Another book that I read as a child was Inkheart, by Cornelia Funke. In this book some characters are read out of a story into our world. They had a whole other world that they lived in within the story, in which the reader could only see a portion of. However, parts of their story were already determined, such as important events in their life and their personality. These parts were created by the author of the story and affected the characters life within the story world, but did not make up all of it. When these characters are removed from their world and brought into ours they have no idea that their life is already partially written. For example, one character dies at the end of the book, but he has no idea about this because he is living the story. So that makes me wonder if we are living a story that already has an end. Is someone in another dimension reading about our life, and knowing what will happen before we do? Has someone written out a book for each of us, and their words determine our fate or our destiny? Is that what fate and destiny actually are? Just us experiencing what the author has written will happen to us and what others have already read will happen? How would we know if it was? Because the characters in Inkheart didn’t until they were pulled from their world into the world of their author. They lived and had memories and everything that we have inside their world, in what was a book to us. So couldn’t the same be true for us?

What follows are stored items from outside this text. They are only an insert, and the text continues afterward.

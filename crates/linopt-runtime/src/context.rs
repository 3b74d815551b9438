//! Execution context and program block.

use rustc_hash::FxHashMap;

use crate::errors::EvalError;
use crate::instruction::{Instruction, Operand};
use crate::scalar::ScalarObject;

/// Live variables of a running program.
#[derive(Debug, Default)]
pub struct ExecutionContext {
    variables: FxHashMap<String, ScalarObject>,
}

impl ExecutionContext {
    pub fn new() -> Self {
        Self::default()
    }

    pub fn get_variable(&self, name: &str) -> Result<&ScalarObject, EvalError> {
        self.variables
            .get(name)
            .ok_or_else(|| EvalError::UndefinedVariable(name.to_string()))
    }

    pub fn set_variable(&mut self, name: &str, value: ScalarObject) {
        self.variables.insert(name.to_string(), value);
    }

    pub fn remove_variable(&mut self, name: &str) -> Option<ScalarObject> {
        self.variables.remove(name)
    }

    /// Drop all variables.
    pub fn clear(&mut self) {
        self.variables.clear();
    }

    pub fn len(&self) -> usize {
        self.variables.len()
    }

    pub fn is_empty(&self) -> bool {
        self.variables.is_empty()
    }

    pub(crate) fn resolve(&self, operand: &Operand) -> Result<ScalarObject, EvalError> {
        match operand {
            Operand::Literal(value) => Ok(value.clone()),
            Operand::Var(name) => self.get_variable(name).cloned(),
        }
    }
}

/// A straight-line block of instructions.
#[derive(Debug, Default)]
pub struct ProgramBlock {
    instructions: Vec<Instruction>,
}

impl ProgramBlock {
    pub fn new() -> Self {
        Self::default()
    }

    pub fn instructions(&self) -> &[Instruction] {
        &self.instructions
    }

    pub fn set_instructions(&mut self, instructions: Vec<Instruction>) {
        self.instructions = instructions;
    }

    pub fn clear_instructions(&mut self) {
        self.instructions.clear();
    }

    /// Execute all instructions in order, stopping at the first failure.
    pub fn execute(&self, ec: &mut ExecutionContext) -> Result<(), EvalError> {
        for inst in &self.instructions {
            #[cfg(feature = "tracing")]
            tracing::trace!(instruction = %inst, "execute");
            inst.execute(ec)?;
        }
        Ok(())
    }
}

I agree with most of the lecture. I think that there are many things in life that cannot be answered, but should be wondered about. But wondering about them doesn’t make me see the evidence in life, like memories and history that prove that this life is real. It just makes it seem even more likely, in my opinion, that our lives are already predetermined for the most part. That the large events in our lives have already been written down and fate or destiny will lead us to them, and the little details are the things that are not written in the book. The things not put into words, but still a part of our story.
Cited Sources:
Funke, Cornelia. Inkheart. New York: Scholastica, 2003. Print.
Gattaca. Dir. Andrew Niccol. Jersey Films. 1997 Film.
Patterson, James. The Lake House. New York City: Little Brown Company, 2003. Print.
Patterson, James. When the Wind Blows. New York City: Little Brown Company, 1998. Print.